This new single-cell human being immediately produces specifically human proteins and enzymes15 (not carrot or frog enzymes and proteins), and genetically directs his/her own growth and development. (In fact, this genetic growth and development has been proven not to be directed by the mother, but rather by the embryo.)16 The human embryo begins to divide and grows bigger and bigger, developing through several stages as an embryo over an 8-week period. Several of these developmental stages of the growing embryo are given special names, e.g., a morula (about 4 days), a free blastocyst (about 4-5 days), an implanting blastocyst (about 5-7 days), a bilaminar (two layer) embryo (during the second week), and a trilaminar (3 layer) embryo (during the third week). But it is the very same human embryo who is progressing throughout all of these various stages of growth and development.17

3. The myth of the "pre-embryo" and its substitutes

There has probably been no greater manipulation of scientific terms over the last 30 years, nor one that has done more violence to human dignity, than the creation and propagation of the scientifically false term "pre-embryo".18 The purpose of the term is to make you think that there is really no human being or human embryo there yet; in fact, it might mean that there is really no "person" there yet. Therefore, this "pre-embryo" has a "reduced moral status" -- which justifies the use and destruction of these early human embryos for any purpose.

However, we know empirically that there is no such thing as a "pre-embryo".19 The term is admittedly arbitrary, a complete scientific myth, pure propaganda created for political purposes only, and usually grounded in several other "scientific" myths, e.g., that 'twinning can't take place after 14-days". But twinning can take place after 14-days!20 Indeed, the always dubious and arbitrary terms "pre-embryo" and "individualization" have recently been specifically and formally rejected as scientifically ill-defined, inaccurate, unjustified, equivocal, and politically motivated by the International Nomina Embryologica Committee:

O'Rahilly and Muller, 2001: "The term 'pre-embryo' is not used here for the following reasons: (1) it is ill-defined because it is said to end with the appearance of the primitive streak or to include neurulation; (2) it is inaccurate because purely embryonic cells can already be distinguished after a few days, as can also the embryonic (not pre-embryonic!) disc; (3) it is unjustified because the accepted meaning of the word embryo includes all of the first 8 weeks; (4) it is equivocal because it may convey the erroneous idea that a new human organism is formed at only some considerable time after fertilization; and (5) it was introduced in 1986 'largely for public policy reasons' (Biggers)." ... Just as postnatal age begins at birth, prenatal age begins at fertilization." (p. 88) ... "Undesirable terms in Human Embryology": "Pre-embryo"; ill-defined and inaccurate; use "embryo". ( p. 12)
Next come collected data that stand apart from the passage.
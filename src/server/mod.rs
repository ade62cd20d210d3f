//! Web interface: upload a resolution, preview its text, review it

pub mod page;

use anyhow::Context;
use axum::extract::{DefaultBodyLimit, Multipart, State};
use axum::http::StatusCode;
use axum::response::{Html, IntoResponse, Response};
use axum::routing::{get, post};
use axum::{Json, Router};
use serde::Serialize;
use std::path::PathBuf;
use std::sync::Arc;
use tokio::sync::Mutex;
use tracing::{debug, info, warn};

use crate::config::ServerConfig;
use crate::error::ReviewError;
use crate::review::Reviewer;
use crate::session::{Action, run_interaction};

#[derive(Clone)]
pub struct AppState {
    reviewer: Arc<Reviewer>,
    upload_path: PathBuf,
    // Held for a whole interaction so at most one upload exists at a time
    upload_slot: Arc<Mutex<()>>,
}

impl AppState {
    pub fn new(reviewer: Reviewer, upload_path: PathBuf) -> Self {
        Self {
            reviewer: Arc::new(reviewer),
            upload_path,
            upload_slot: Arc::new(Mutex::new(())),
        }
    }
}

pub fn router(state: AppState, max_upload_bytes: usize) -> Router {
    Router::new()
        .route("/", get(index_handler).post(submit_handler))
        .route("/api/review", post(api_review_handler))
        .layer(DefaultBodyLimit::max(max_upload_bytes))
        .with_state(state)
}

/// Serve the web interface until the process is stopped
pub async fn serve(config: &ServerConfig, reviewer: Reviewer) -> anyhow::Result<()> {
    let listener = tokio::net::TcpListener::bind(&config.bind)
        .await
        .with_context(|| format!("Failed to bind {}", config.bind))?;
    info!("Listening on http://{}", listener.local_addr()?);

    let state = AppState::new(reviewer, config.upload_path.clone());
    axum::serve(listener, router(state, config.max_upload_bytes)).await?;
    Ok(())
}

#[derive(Debug, thiserror::Error)]
enum SubmissionError {
    #[error("Please upload a .docx file.")]
    NoFile,
    #[error("Please upload a single .docx file.")]
    MultipleFiles,
    #[error("Unsupported file type '{0}'. Please upload a .docx file.")]
    UnsupportedType(String),
    #[error("Failed to read upload: {0}")]
    Multipart(#[from] axum::extract::multipart::MultipartError),
}

impl SubmissionError {
    fn kind(&self) -> &'static str {
        match self {
            Self::NoFile => "no_file",
            Self::MultipleFiles => "multiple_files",
            Self::UnsupportedType(_) => "unsupported_type",
            Self::Multipart(_) => "upload",
        }
    }
}

struct Submission {
    filename: String,
    bytes: Vec<u8>,
    action: Action,
}

/// Collect the `document` file and `action` fields from a multipart form
async fn read_submission(mut multipart: Multipart) -> Result<Submission, SubmissionError> {
    let mut document: Option<(String, Vec<u8>)> = None;
    let mut action = Action::Preview;

    while let Some(field) = multipart.next_field().await? {
        let name = field.name().unwrap_or_default().to_string();
        match name.as_str() {
            "document" => {
                let filename = field.file_name().unwrap_or_default().to_string();
                let bytes = field.bytes().await?;
                // Browsers send an empty part when no file was chosen
                if !filename.is_empty() || !bytes.is_empty() {
                    if document.is_some() {
                        return Err(SubmissionError::MultipleFiles);
                    }
                    document = Some((filename, bytes.to_vec()));
                }
            }
            "action" => {
                if field.text().await?.trim() == "analyze" {
                    action = Action::Analyze;
                }
            }
            other => debug!("Ignoring form field '{}'", other),
        }
    }

    let (filename, bytes) = document.ok_or(SubmissionError::NoFile)?;
    if !filename.to_lowercase().ends_with(".docx") {
        return Err(SubmissionError::UnsupportedType(filename));
    }
    debug!(filename = %filename, bytes = bytes.len(), ?action, "Received upload");
    Ok(Submission {
        filename,
        bytes,
        action,
    })
}

async fn index_handler() -> Html<String> {
    Html(page::index())
}

#[tracing::instrument(skip_all)]
async fn submit_handler(State(state): State<AppState>, multipart: Multipart) -> Html<String> {
    let submission = match read_submission(multipart).await {
        Ok(s) => s,
        Err(SubmissionError::NoFile) => return Html(page::index()),
        Err(e) => {
            warn!("Rejected upload: {}", e);
            return Html(page::rejected(&e.to_string()));
        }
    };

    let _slot = state.upload_slot.lock().await;
    let report = run_interaction(
        &state.reviewer,
        &state.upload_path,
        &submission.bytes,
        submission.action,
    )
    .await;
    info!(filename = %submission.filename, stage = ?report.stage, "Interaction complete");
    Html(page::interaction(&submission.filename, &report))
}

#[derive(Serialize)]
struct ErrorResponse {
    error: String,
    kind: &'static str,
}

fn error_response(status: StatusCode, error: String, kind: &'static str) -> Response {
    (status, Json(ErrorResponse { error, kind })).into_response()
}

fn review_error_status(error: &ReviewError) -> StatusCode {
    match error {
        ReviewError::DocumentRead(_) => StatusCode::UNPROCESSABLE_ENTITY,
        ReviewError::Upload { .. } | ReviewError::MissingCredential => {
            StatusCode::INTERNAL_SERVER_ERROR
        }
        ReviewError::Request(_)
        | ReviewError::Rejected { .. }
        | ReviewError::EmptyResponse
        | ReviewError::Parse(_) => StatusCode::BAD_GATEWAY,
    }
}

/// JSON variant of the review action: always analyzes, returns the ReviewResult
#[tracing::instrument(skip_all)]
async fn api_review_handler(State(state): State<AppState>, multipart: Multipart) -> Response {
    let submission = match read_submission(multipart).await {
        Ok(s) => s,
        Err(e) => {
            warn!("Rejected upload: {}", e);
            return error_response(StatusCode::BAD_REQUEST, e.to_string(), e.kind());
        }
    };

    let _slot = state.upload_slot.lock().await;
    let report = run_interaction(
        &state.reviewer,
        &state.upload_path,
        &submission.bytes,
        Action::Analyze,
    )
    .await;
    info!(filename = %submission.filename, stage = ?report.stage, "Interaction complete");

    match report.review {
        Some(Ok(result)) => Json(result).into_response(),
        Some(Err(e)) => error_response(review_error_status(&e), e.to_string(), e.kind()),
        None => error_response(
            StatusCode::INTERNAL_SERVER_ERROR,
            "Review did not run".to_string(),
            "internal",
        ),
    }
}
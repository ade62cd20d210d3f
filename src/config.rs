use anyhow::{Context, bail};
use serde::{Deserialize, Serialize};
use std::collections::HashMap;
use std::fs;
use std::path::{Path, PathBuf};
use tracing::debug;

#[derive(Deserialize, Serialize, Debug, Clone, Default)]
#[serde(deny_unknown_fields)]
pub struct Config {
    #[serde(default)]
    pub llm: LlmConfig,
    #[serde(default)]
    pub server: ServerConfig,
    #[serde(default)]
    pub prompt: PromptConfig,
}

#[derive(Deserialize, Serialize, Debug, Clone)]
#[serde(deny_unknown_fields)]
pub struct LlmConfig {
    /// OpenAI-compatible API base URL
    #[serde(default = "default_base_url")]
    pub base_url: String,
    /// Model identifier sent with every review
    #[serde(default = "default_model")]
    pub model: String,
    /// Sampling temperature, omitted from the request when unset
    #[serde(default, skip_serializing_if = "Option::is_none")]
    pub temperature: Option<f32>,
    /// Request timeout in seconds, none when unset
    #[serde(default, skip_serializing_if = "Option::is_none")]
    pub timeout_secs: Option<u64>,
    /// Extra HTTP headers
    #[serde(default)]
    pub headers: HashMap<String, String>,
    /// Extra top-level request body fields
    #[serde(default = "default_body")]
    pub body: serde_json::Value,
}

impl Default for LlmConfig {
    fn default() -> Self {
        Self {
            base_url: default_base_url(),
            model: default_model(),
            temperature: None,
            timeout_secs: None,
            headers: HashMap::new(),
            body: default_body(),
        }
    }
}

#[derive(Deserialize, Serialize, Debug, Clone)]
#[serde(deny_unknown_fields)]
pub struct ServerConfig {
    /// Address the web interface listens on
    #[serde(default = "default_bind")]
    pub bind: String,
    /// Fixed path the uploaded document is stored at during one review
    #[serde(default = "default_upload_path")]
    pub upload_path: PathBuf,
    /// Largest accepted upload in bytes
    #[serde(default = "default_max_upload_bytes")]
    pub max_upload_bytes: usize,
}

impl Default for ServerConfig {
    fn default() -> Self {
        Self {
            bind: default_bind(),
            upload_path: default_upload_path(),
            max_upload_bytes: default_max_upload_bytes(),
        }
    }
}

#[derive(Deserialize, Serialize, Debug, Clone, Default)]
#[serde(deny_unknown_fields)]
pub struct PromptConfig {
    /// TOML file with an alternative worked example (original, modified, changes)
    #[serde(default, skip_serializing_if = "Option::is_none")]
    pub example: Option<PathBuf>,
}

fn default_base_url() -> String {
    "https://api.openai.com/v1".to_string()
}

fn default_model() -> String {
    "gpt-4.1-mini-2025-04-14".to_string()
}

fn default_body() -> serde_json::Value {
    serde_json::Value::Object(serde_json::Map::new())
}

fn default_bind() -> String {
    "127.0.0.1:8501".to_string()
}

fn default_upload_path() -> PathBuf {
    PathBuf::from("temp_resolution.docx")
}

fn default_max_upload_bytes() -> usize {
    // 10 MiB
    10 * 1024 * 1024
}

impl Config {
    /// Load config from a TOML file, falling back to defaults when it is absent,
    /// then apply `key.path=value` overrides
    pub fn load(path: &str, overrides: &[String]) -> anyhow::Result<Self> {
        let mut value = if Path::new(path).exists() {
            let content =
                fs::read_to_string(path).with_context(|| format!("Failed to read {}", path))?;
            toml::from_str::<toml::Table>(&content)
                .with_context(|| format!("Failed to parse {}", path))?
        } else {
            debug!("Config file {} not found, using defaults", path);
            toml::Table::new()
        };

        for item in overrides {
            apply_override(&mut value, item)?;
        }

        let config: Config = toml::Value::Table(value)
            .try_into()
            .with_context(|| format!("Invalid configuration in {}", path))?;
        Ok(config)
    }

    /// Render the default config as TOML for `init`
    pub fn default_toml() -> anyhow::Result<String> {
        Ok(toml::to_string_pretty(&Config::default())?)
    }
}

/// Set a dotted key such as `llm.model=gpt-4.1` on a TOML table
///
/// The value is parsed as a TOML value when possible, otherwise kept as a string.
fn apply_override(table: &mut toml::Table, item: &str) -> anyhow::Result<()> {
    let Some((key, raw)) = item.split_once('=') else {
        bail!("Invalid config override '{}', expected key=value", item);
    };
    let segments: Vec<&str> = key.trim().split('.').collect();
    if segments.iter().any(|s| s.is_empty()) {
        bail!("Invalid config override key '{}'", key);
    }

    let raw = raw.trim();
    let value = toml::from_str::<toml::Table>(&format!("v = {}", raw))
        .ok()
        .and_then(|mut t| t.remove("v"))
        .unwrap_or_else(|| toml::Value::String(raw.to_string()));

    let (last, parents) = segments.split_last().context("Empty override key")?;
    let mut current = table;
    for segment in parents {
        let entry = current
            .entry(segment.to_string())
            .or_insert_with(|| toml::Value::Table(toml::Table::new()));
        current = match entry {
            toml::Value::Table(t) => t,
            _ => bail!("Config override '{}' traverses a non-table value", key),
        };
    }
    debug!("Config override: {} = {}", key, value);
    current.insert(last.to_string(), value);
    Ok(())
}
//! Deterministic prompt assembly for a single review

mod example;
mod system;

pub use example::WorkedExample;
pub use system::SYSTEM_PROMPT;

/// System and user messages for one review call
#[derive(Debug, Clone, PartialEq, Eq)]
pub struct Prompt {
    pub system: &'static str,
    pub user: String,
}

/// Build the prompt pair for a resolution's extracted text
///
/// The system message never varies. The user message embeds the worked
/// example followed by the resolution text, which is inserted unmodified.
pub fn build(example: &WorkedExample, resolution_text: &str) -> Prompt {
    Prompt {
        system: SYSTEM_PROMPT,
        user: user_prompt(example, resolution_text),
    }
}

fn user_prompt(example: &WorkedExample, resolution_text: &str) -> String {
    format!(
        r#"
        Your task is to analyze a draft resolution for compliance with the template and rules. 
        An example of a draft resolution is given below, and the suggested corrections. 
        The incorrect resolution is given below, followed by the updated version of that resolution. 
        The changes that were made and the rules violated are given after the updated version.
        <EXAMPLE START>
        ORIGINAL VERSION:-
        {}
        ----------------
        MODIFIED VERSION:-
        {}
        ----------------
        ORIGINAL VERSION:-
        {}
        ----------------
        <EXAMPLE END>
        
        Based on the template provided, alonside the rules that may or may not be violated, please analyze the following resolution for compliance with the template and rules:
        {}

        Provide a detailed analysis identifying any violations of the template or rules."#,
        example.original, example.modified, example.changes, resolution_text
    )
}

#[cfg(test)]
mod tests {
    use super::*;

    const FOOTER: &str =
        "\n\n        Provide a detailed analysis identifying any violations of the template or rules.";

    #[test]
    fn test_system_prompt_is_identical_across_calls() {
        let a = build(&WorkedExample::default(), "first");
        let b = build(&WorkedExample::default(), "second document");
        assert_eq!(a.system, b.system);
        assert_eq!(a.system, SYSTEM_PROMPT);
    }

    #[test]
    fn test_user_prompt_ends_with_document_text() {
        let text = "WHEREAS, test; and\n\nRESOLVED, Done.";
        let prompt = build(&WorkedExample::default(), text);
        let example_end = prompt.user.find("<EXAMPLE END>").unwrap();
        let text_at = prompt.user.rfind(text).unwrap();
        assert!(text_at > example_end);
        assert!(prompt.user.ends_with(&format!("{}{}", text, FOOTER)));
    }

    #[test]
    fn test_user_prompt_varies_only_by_document_text() {
        let a = build(&WorkedExample::default(), "alpha");
        let b = build(&WorkedExample::default(), "beta");
        let prefix_a = a.user.strip_suffix(&format!("alpha{}", FOOTER)).unwrap();
        let prefix_b = b.user.strip_suffix(&format!("beta{}", FOOTER)).unwrap();
        assert_eq!(prefix_a, prefix_b);
    }

    #[test]
    fn test_user_prompt_embeds_example_in_order() {
        let example = WorkedExample {
            original: "ORIGINAL-TEXT".into(),
            modified: "MODIFIED-TEXT".into(),
            changes: "CHANGES-TEXT".into(),
        };
        let prompt = build(&example, "DOCUMENT-TEXT");
        let positions: Vec<usize> = [
            "<EXAMPLE START>",
            "ORIGINAL-TEXT",
            "MODIFIED-TEXT",
            "CHANGES-TEXT",
            "<EXAMPLE END>",
            "DOCUMENT-TEXT",
        ]
        .iter()
        .map(|needle| prompt.user.find(needle).unwrap())
        .collect();
        assert!(positions.windows(2).all(|w| w[0] < w[1]));
    }

    #[test]
    fn test_document_without_marker_passes_through() {
        // Detecting the missing marker is left to the model
        let text = "WHEREAS, test; and\n\nRESOLVED, Done.";
        let prompt = build(&WorkedExample::default(), text);
        assert!(prompt.user.contains(text));
        assert!(prompt.system.contains("NOW, THEREFORE, BE IT"));
    }
}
Especially because the term "pre-embryo" has now been internationally scientifically discredited, a whole series of what I would call "pre-embryo substitutes" have flooded the market place -- all of them having the same goal of reducing the "moral status" of these early vulnerable living human beings. Such an example is used typically by Michael Kinsley21 in several of his promotions for human embryonic stem cell research and human cloning. Kinsley drags up the old long-discredited scientific myth of the "biogenetic law" which essentially claims that the early developing human embryo and human fetus is not really a human being yet, but rather just an "embryo-like thing" that first has to "relive" the historical evolution of all of the species that preceded the emergence of the human species before it evolves (in utero!) into a member of the human species. Here the embryo is rather like what some theologians refer to as "a-seed-on-the-way", "a-being-on-the-way", indeed, "a human-being-on-the-way". That is, the human being isn't there yet! But empirically we know that the human being is already there immediately at fertilization or at cloning.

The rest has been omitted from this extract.